Hinata menggumam, menyambut lidah Kageyama dengan antusias di dalam mulutnya. Mengikat dan menautkannya dengan lidahnya sendiri, meraba dan memijat dan menyentuh, hingga gerakan dua otot liat itu tak beraturan seperti ular kelaparan. Napas Hinata menderu-deru, jatuh menimpa pipi hangat Kageyama. Lama-lama, suara-suara lain pun gagal difilter dan lolos dari mulutnya.

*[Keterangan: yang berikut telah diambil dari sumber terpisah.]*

//! The two-register VM surface the code generator targets.
//!
//! PRI and ALT are deliberately exposed: operators consume the left operand
//! in ALT and leave results in PRI, and the generator plans register traffic
//! around that. [`InsnBuffer`] records every primitive as data so tests can
//! assert exact emission order; it also owns the label counter and models
//! the heap-list stack that scopes transient allocations.

use crate::ast::Atom;
use crate::value::{Accessor, Symbol, Value};
use std::rc::Rc;

/// Bytes per VM cell.
pub const CELL_SIZE: i64 = 4;
/// Bits per character in a packed string.
pub const CHAR_BITS: i64 = 8;

#[derive(Debug, Clone, Copy, PartialEq, Eq)]
pub enum Reg {
    Pri,
    Alt,
}

#[derive(Debug, Clone, Copy, PartialEq, Eq)]
pub enum BinOp {
    Add,
    Sub,
    Mul,
    Div,
    Mod,
    And,
    Or,
    Xor,
    Shl,
    Shr,
    Ushr,
    Eq,
    Neq,
    Lt,
    Le,
    Gt,
    Ge,
}

impl BinOp {
    /// Operands may be swapped freely for these.
    pub fn commutative(self) -> bool {
        matches!(
            self,
            BinOp::Add | BinOp::Mul | BinOp::And | BinOp::Or | BinOp::Xor | BinOp::Eq | BinOp::Neq
        )
    }

    pub fn is_relational(self) -> bool {
        matches!(self, BinOp::Lt | BinOp::Le | BinOp::Gt | BinOp::Ge)
    }
}

pub type Label = u32;

/// Lifetime class of a heap allocation within a heap-list frame.
#[derive(Debug, Clone, Copy, PartialEq, Eq)]
pub enum MemUse {
    Static,
    Dynamic,
}

/// One recorded primitive. The order of these is the generator's entire
/// observable behavior.
#[derive(Debug, Clone, Copy, PartialEq, Eq)]
pub enum Insn {
    LdConst(i64, Reg),
    Rvalue,
    Store,
    Address(i64, Reg),
    PushReg(Reg),
    PopReg(Reg),
    MoveAlt,
    MoveTo1,
    Swap1,
    Invert,
    LogNeg,
    Neg,
    /// In-memory increment/decrement of an l-value.
    Inc,
    Dec,
    IncPri,
    DecPri,
    Op(BinOp),
    RelopPrefix,
    RelopSuffix,
    SetLabel(Label),
    Jump(Label),
    JumpEq0(Label),
    JumpNe0(Label),
    Cell2Addr,
    Char2Addr,
    Bounds(Option<i64>),
    MemCopy(i64),
    PushHeapList,
    PopStaticHeapList(i64),
    PopHeapList(bool),
    SetHeapSave(i64),
    SetHeapPri,
    SetHeap(i64),
    ModHeap(i64),
    MarkHeap(MemUse, i64),
    FfCall(Atom, u32),
    LoadGlbFn(Atom),
    MarkUsage(Atom, u8),
    InvokeGetter(Atom),
    InvokeSetter(Atom, bool),
    SetDefArray {
        data: bool,
        size: i64,
        array_size: i64,
        addr: i64,
        is_const: bool,
    },
    /// Argument boundary marker.
    MarkParam,
}

/// Instruction-emission primitives. Labels are allocated here; the code
/// generator never fabricates label ids itself.
pub trait Emitter {
    fn ldconst(&mut self, v: i64, reg: Reg);
    fn rvalue(&mut self, val: &Value);
    fn store(&mut self, val: &Value);
    fn address(&mut self, sym: &Rc<Symbol>, reg: Reg);

    fn pushreg(&mut self, reg: Reg);
    fn popreg(&mut self, reg: Reg);
    fn move_alt(&mut self);
    fn moveto1(&mut self);
    fn swap1(&mut self);

    fn invert(&mut self);
    fn lneg(&mut self);
    fn neg(&mut self);
    fn inc(&mut self, val: &Value);
    fn dec(&mut self, val: &Value);
    fn inc_pri(&mut self);
    fn dec_pri(&mut self);
    /// Applies `op` to ALT (left) and PRI (right), leaving the result in
    /// PRI. Relational operators additionally preserve their right-hand
    /// operand in ALT; chained comparisons depend on that.
    fn oper(&mut self, op: BinOp);
    fn ob_add(&mut self) {
        self.oper(BinOp::Add);
    }

    fn relop_prefix(&mut self);
    fn relop_suffix(&mut self);

    fn getlabel(&mut self) -> Label;
    fn setlabel(&mut self, label: Label);
    fn jumplabel(&mut self, label: Label);
    fn jmp_eq0(&mut self, label: Label);
    fn jmp_ne0(&mut self, label: Label);

    fn cell2addr(&mut self);
    fn char2addr(&mut self);
    fn ffbounds(&mut self, max: Option<i64>);
    fn memcopy(&mut self, bytes: i64);

    fn pushheaplist(&mut self);
    /// Closes the innermost frame, returning its cumulative static size.
    fn pop_static_heaplist(&mut self) -> i64;
    fn popheaplist(&mut self, scrap: bool);
    fn setheap_save(&mut self, bytes: i64);
    fn setheap_pri(&mut self);
    fn setheap(&mut self, val: i64);
    fn modheap(&mut self, bytes: i64);
    fn markheap(&mut self, kind: MemUse, size: i64);

    fn ffcall(&mut self, sym: &Rc<Symbol>, argc: u32);
    fn load_glbfn(&mut self, sym: &Rc<Symbol>);
    fn markusage(&mut self, sym: &Rc<Symbol>, flag: u8);

    fn invoke_getter(&mut self, accessor: &Rc<Accessor>);
    fn invoke_setter(&mut self, accessor: &Rc<Accessor>, pop_value_from_stack: bool);

    fn setdefarray(&mut self, data: bool, size: i64, array_size: i64, addr: i64, is_const: bool);

    fn markexpr_param(&mut self);
}

/// Recording emitter: every primitive becomes an [`Insn`], labels are handed
/// out sequentially, and heap-list frames track `markheap` sizes so
/// `pop_static_heaplist` returns real totals.
#[derive(Debug, Default)]
pub struct InsnBuffer {
    insns: Vec<Insn>,
    next_label: Label,
    heap_scopes: Vec<Vec<(MemUse, i64)>>,
}

impl InsnBuffer {
    pub fn new() -> Self {
        Self::default()
    }

    pub fn insns(&self) -> &[Insn] {
        &self.insns
    }

    pub fn into_insns(self) -> Vec<Insn> {
        debug_assert!(self.heap_scopes.is_empty(), "unbalanced heap scopes");
        self.insns
    }

    pub fn open_heap_scopes(&self) -> usize {
        self.heap_scopes.len()
    }

    fn push(&mut self, insn: Insn) {
        self.insns.push(insn);
    }

    fn mark(&mut self, kind: MemUse, size: i64) {
        if let Some(frame) = self.heap_scopes.last_mut() {
            frame.push((kind, size));
        }
    }
}

impl Emitter for InsnBuffer {
    fn ldconst(&mut self, v: i64, reg: Reg) {
        self.push(Insn::LdConst(v, reg));
    }

    fn rvalue(&mut self, _val: &Value) {
        self.push(Insn::Rvalue);
    }

    fn store(&mut self, _val: &Value) {
        self.push(Insn::Store);
    }

    fn address(&mut self, sym: &Rc<Symbol>, reg: Reg) {
        self.push(Insn::Address(sym.addr, reg));
    }

    fn pushreg(&mut self, reg: Reg) {
        self.push(Insn::PushReg(reg));
    }

    fn popreg(&mut self, reg: Reg) {
        self.push(Insn::PopReg(reg));
    }

    fn move_alt(&mut self) {
        self.push(Insn::MoveAlt);
    }

    fn moveto1(&mut self) {
        self.push(Insn::MoveTo1);
    }

    fn swap1(&mut self) {
        self.push(Insn::Swap1);
    }

    fn invert(&mut self) {
        self.push(Insn::Invert);
    }

    fn lneg(&mut self) {
        self.push(Insn::LogNeg);
    }

    fn neg(&mut self) {
        self.push(Insn::Neg);
    }

    fn inc(&mut self, _val: &Value) {
        self.push(Insn::Inc);
    }

    fn dec(&mut self, _val: &Value) {
        self.push(Insn::Dec);
    }

    fn inc_pri(&mut self) {
        self.push(Insn::IncPri);
    }

    fn dec_pri(&mut self) {
        self.push(Insn::DecPri);
    }

    fn oper(&mut self, op: BinOp) {
        self.push(Insn::Op(op));
    }

    fn relop_prefix(&mut self) {
        self.push(Insn::RelopPrefix);
    }

    fn relop_suffix(&mut self) {
        self.push(Insn::RelopSuffix);
    }

    fn getlabel(&mut self) -> Label {
        let l = self.next_label;
        self.next_label += 1;
        l
    }

    fn setlabel(&mut self, label: Label) {
        self.push(Insn::SetLabel(label));
    }

    fn jumplabel(&mut self, label: Label) {
        self.push(Insn::Jump(label));
    }

    fn jmp_eq0(&mut self, label: Label) {
        self.push(Insn::JumpEq0(label));
    }

    fn jmp_ne0(&mut self, label: Label) {
        self.push(Insn::JumpNe0(label));
    }

    fn cell2addr(&mut self) {
        self.push(Insn::Cell2Addr);
    }

    fn char2addr(&mut self) {
        self.push(Insn::Char2Addr);
    }

    fn ffbounds(&mut self, max: Option<i64>) {
        self.push(Insn::Bounds(max));
    }

    fn memcopy(&mut self, bytes: i64) {
        self.push(Insn::MemCopy(bytes));
    }

    fn pushheaplist(&mut self) {
        self.heap_scopes.push(Vec::new());
        self.push(Insn::PushHeapList);
    }

    fn pop_static_heaplist(&mut self) -> i64 {
        let frame = self.heap_scopes.pop().unwrap_or_default();
        let total = frame
            .iter()
            .filter(|(kind, _)| *kind == MemUse::Static)
            .map(|(_, size)| size)
            .sum();
        self.push(Insn::PopStaticHeapList(total));
        total
    }

    fn popheaplist(&mut self, scrap: bool) {
        self.heap_scopes.pop();
        self.push(Insn::PopHeapList(scrap));
    }

    fn setheap_save(&mut self, bytes: i64) {
        self.push(Insn::SetHeapSave(bytes));
    }

    fn setheap_pri(&mut self) {
        // Boxes PRI into a fresh heap cell; the cell is a static allocation
        // of the enclosing frame.
        self.push(Insn::SetHeapPri);
        self.mark(MemUse::Static, 1);
    }

    fn setheap(&mut self, val: i64) {
        self.push(Insn::SetHeap(val));
    }

    fn modheap(&mut self, bytes: i64) {
        self.push(Insn::ModHeap(bytes));
    }

    fn markheap(&mut self, kind: MemUse, size: i64) {
        self.push(Insn::MarkHeap(kind, size));
        self.mark(kind, size);
    }

    fn ffcall(&mut self, sym: &Rc<Symbol>, argc: u32) {
        self.push(Insn::FfCall(sym.name, argc));
    }

    fn load_glbfn(&mut self, sym: &Rc<Symbol>) {
        self.push(Insn::LoadGlbFn(sym.name));
    }

    fn markusage(&mut self, sym: &Rc<Symbol>, flag: u8) {
        sym.mark_usage(flag);
        self.push(Insn::MarkUsage(sym.name, flag));
    }

    fn invoke_getter(&mut self, accessor: &Rc<Accessor>) {
        self.push(Insn::InvokeGetter(accessor.name));
    }

    fn invoke_setter(&mut self, accessor: &Rc<Accessor>, pop_value_from_stack: bool) {
        self.push(Insn::InvokeSetter(accessor.name, pop_value_from_stack));
    }

    fn setdefarray(&mut self, data: bool, size: i64, array_size: i64, addr: i64, is_const: bool) {
        self.push(Insn::SetDefArray {
            data,
            size,
            array_size,
            addr,
            is_const,
        });
    }

    fn markexpr_param(&mut self) {
        self.push(Insn::MarkParam);
    }
}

"Nggh… haa… Kau—" Hinata melompat, kaget dan senang, saat bagian langit mulutnya diraba oleh lidah itu. "Kau benar-benar… mengalah—ah—mengalahkan Mjolnir api—"

"Diam, Hinata bodoh."

Hinata menuruti dengan suka cita. Bertindak sedikit lebih berani, dia melingkarkan kedua kakinya pada pinggang Kageyama. Jari-jari nakal menjambak dan menarik-narik rambut hitam halus miliknya dengan kuat, sementara tangannya yang lain menancapkan kuku-kukunya pada bahu atletis.

Saat Kageyama menumpahkan desahan tertahannya yang terkamuflase oleh geraman, Hinata ingin tersenyum puas.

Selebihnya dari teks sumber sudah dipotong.